Manfredi è alto, sottile, non alza mai la voce. Non vederlo arrivare può succedere. Ha gestito male Nola, ma in maniera sorprendente due personaggi potenti e prepotenti, sovrani senza corona di Napoli e della Campania. Con Aurelio De Laurentiis, che guida il popolo dei tifosi, non perde la calma. Il presidente del Napoli, forte dei successi, chiede, polemizza, pretende dal Comune lo stadio Maradona e ristrutturarlo come dice lui. «Non rispondo mai agli attacchi – dice il sindaco – e a De Laurentiis ribatto sempre allo stesso modo: attendo il progetto». Il progetto vincola, costa, tiene le mani legate. De Laurentiis infatti non lo presenta mai. Manfredi aspetta. «È il mio nemico pubblico numero uno, un ingrato», dice di lui Vincenzo De Luca, il governatore abituato a non essere contraddetto, tantomeno a essere silurato. L’ingegnere è quello che lo sta accompagnando alla porta, non ha fermato il blocco al terzo mandato, non ha speso una parola in suo favore. Eppure, De Luca, facile all’insulto, dice ciuccio alla segretaria, ai parlamentari campani ma non una parola sul sindaco. 

 

Il Pantheon napoletano composto da Totò, Eduardo, Troisi, Pino Daniele e Maradona Manfredi lo rispetta e lo celebra. Senza retorica però. Preferisce guardare avanti: gli investimenti della Apple in città, la Coppa America, il debito ripianato. Incassa le asprezze di un totem della politica partenopea come Bassolino che non lo ama. Anche in quel caso guarda avanti. Sta nel presente. Sui referendum dell’8 e 9 giugno dice che bisogna assolutamente votare ma lui ha scelto: «Sul Jobs Act non si torna indietro». E fa felice Renzi e i riformisti del Pd. Di Gaza dice: «La sofferenza dei palestinesi è inaccettabile». E tiene un pezzo di sinistra.

Visti i veti reciproci tra Giuseppe Conte ed Elly Schlein una figura terza può essere la soluzione.

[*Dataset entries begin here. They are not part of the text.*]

use thiserror::Error;

#[derive(Debug, Error)]
pub enum ReconError {
    /// TOML parse / deserialization error.
    #[error("config parse error: {0}")]
    ConfigParse(String),
    /// Config validation error (overlapping voucher lists, zero tree count, etc.).
    #[error("config validation error: {0}")]
    ConfigValidation(String),
    /// A table the operation depends on was not supplied.
    #[error("{0} data unavailable")]
    Unavailable(&'static str),
    #[error("serialization error: {0}")]
    Serialize(String),
}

Con la segretaria del Pd erano partiti male ma il favore di neutralizzare De Luca è impagabile. In più il Partito democratico sopravvive quasi esclusivamente grazie ai sindaci, anche a livello nazionale. La percentuale bloccata intorno al 22-23 per cento (con l’eccezione del 40 per cento di Renzi nel 2014) è frutto in larghissima parte delle buone amministrazioni di sinistra. Da Nord a Sud. Un sindaco può diventare la strada obbligata della leadership.

 

Conte lo stima. Conte lo ha portato al governo nel 2020. Conte ha dato il suo via libera alla candidatura a sindaco nel 2021. Il leader dei 5 stelle non vuole che il leader di un altro partito guidi l’alternativa alla destra. Lo ha spiegato ai suoi amici del Pd: «Sia l’indicazione del premier sia la semplice dichiarazione che chi prende un voto in più va a Palazzo Chigi in caso di successo, traina il partito di chi viene indicato. Per noi è insostenibile». Ma se Fico raggiunge lo scranno di governatore diventerà il numero uno bis del Movimento visto che la Campania è l’unico grande bacino elettorale dei grillini. Una sua parola potrebbe spostare gli equilibri.

 

L’alternativa alla destra oggi è una pizza informe, salata o sciapa, troppo cotta o poco cotta a seconda dei momenti. C’è tempo per farne una buona, deve piacere a milioni di elettori. Alla fine comunque ci vuole la pummarola ‘n coppa, come cantava Pino Daniele. E se la pummarola fosse Manfredi?